Shutdowns hit high-stakes zones
The report documents large-scale infrastructure used to silence dissent and disrupt connectivity. For example, in Kenya authorities shut down internet access for roughly seven hours during protests in June 2024, and arrested hundreds of participants. Authoritarian states such as China and Myanmar remain the worst rated for internet freedom. In these settings governments expanded censorship tools, increased surveillance of electronic communications and issued tougher sentences for online dissenters.
For CISOs of global firms these moves raise supply chain risks, potential data-access disruptions, and complicate business continuity across regions. Remote offices, third-party services or cloud dependencies in impacted jurisdictions may face unexpected connectivity gaps or regulatory intervention.
Surveillance and civil society under strain
Authoritarian governments are expanding control, and democracies are slipping in their efforts to protect digital rights. Among the 18 countries designated “Free” in the report, half suffered score declines in the assessment period (June 2024-May 2025). Georgia, Germany and the United States registered the steepest changes in this cluster.
The report highlights a key indicator: “online sources of information are manipulated by the government or other powerful actors” and notes it “has undergone the most consistent global decline over the past 15 years.” Common methods include paid commenters posing as private users, AI-generated misleading content, and influencers posting pro-government content without transparent affiliation.
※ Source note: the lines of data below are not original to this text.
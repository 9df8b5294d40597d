//! Tablet status reporting.

use crate::metadata::TabletMetadata;
use parking_lot::RwLock;
use std::sync::Arc;
use tracing::info;

/// Receives human-readable progress messages for one tablet.
///
/// Bootstrap reports its milestones here; the server's status pages read
/// the latest message back. May be called from the bootstrap thread while
/// readers poll, so the last-status field sits behind a lock.
pub struct TabletStatusListener {
    meta: Arc<TabletMetadata>,
    last_status: RwLock<String>,
}

impl TabletStatusListener {
    /// A listener for the given tablet.
    pub fn new(meta: Arc<TabletMetadata>) -> Self {
        TabletStatusListener {
            meta,
            last_status: RwLock::new(String::new()),
        }
    }

    /// The tablet this listener reports on.
    pub fn tablet_id(&self) -> String {
        self.meta.oid()
    }

    /// Name of the owning table.
    pub fn table_name(&self) -> String {
        self.meta.table_name()
    }

    /// Record and log a new status message.
    pub fn status_message(&self, status: impl Into<String>) {
        let status = status.into();
        info!(
            target: "plateau::tablet",
            tablet_id = %self.meta.oid(),
            status = %status,
            "tablet status"
        );
        *self.last_status.write() = status;
    }

    /// The most recent status message.
    pub fn last_status(&self) -> String {
        self.last_status.read().clone()
    }
}

#[cfg(test)]
mod tests {
    use super::*;
    use crate::metadata::TabletSuperBlock;
    use plateau_core::FsManager;
    use tempfile::tempdir;

    #[test]
    fn test_last_status_tracks_messages() {
        let dir = tempdir().unwrap();
        let fs = Arc::new(FsManager::open(dir.path()).unwrap());
        let meta =
            TabletMetadata::create(fs, TabletSuperBlock::new_empty("t1", "orders")).unwrap();

        let listener = TabletStatusListener::new(meta);
        assert_eq!(listener.last_status(), "");

        listener.status_message("Bootstrap starting.");
        assert_eq!(listener.last_status(), "Bootstrap starting.");

        listener.status_message("Bootstrap complete.");
        assert_eq!(listener.last_status(), "Bootstrap complete.");
        assert_eq!(listener.tablet_id(), "t1");
    }
}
An environment where discourse is manipulated, identities are obscured and digital trust is eroded means increased exposure for brand reputation, insider threats and social engineering.
Algorithmic influence and anonymity in retreat
The research draws attention to how advances in technology are deepening control over information and identity. The report states “online anonymity has long been a bulwark for free expression and access to information.” It describes how governments across both liberal and autocratic systems are implementing identity verification requirements, weakening encryption and demanding platform data access.
In democracies such as Germany and the U.S., laws and regulations are beginning to erode safeguards: encrypted apps face legal intervention, age and identity verification are being mandated for access to services, and satellite-based connectivity faces pressure to comply with censorship and surveillance regimes.
From a CISO perspective the erosion of anonymity and encrypted channels has direct implications for user privacy, data protection, and trust models. When private comms are subject to state or platform intrusion, enterprise controls must account for a shifting risk landscape.
What the trends mean for enterprise security
This report offers four take-aways for CISOs and security teams operating in a global context:
- Operational resilience: Internet shutdowns and connectivity throttles are now more common and can affect remote offices, cloud access or regional operations.
- Supply chain and third-party risk: Vendors, service providers or partners in jurisdictions prone to network controls may face hidden risks.
- Information integrity and social engineering: Growing manipulation of online narratives and identities means attackers can exploit reputational channels, impersonate insiders or abuse trust.
- Privacy and identity risk: Regulatory and state pressure on anonymity and encryption increases exposure for corporate data flows, platform trust models and user privacy.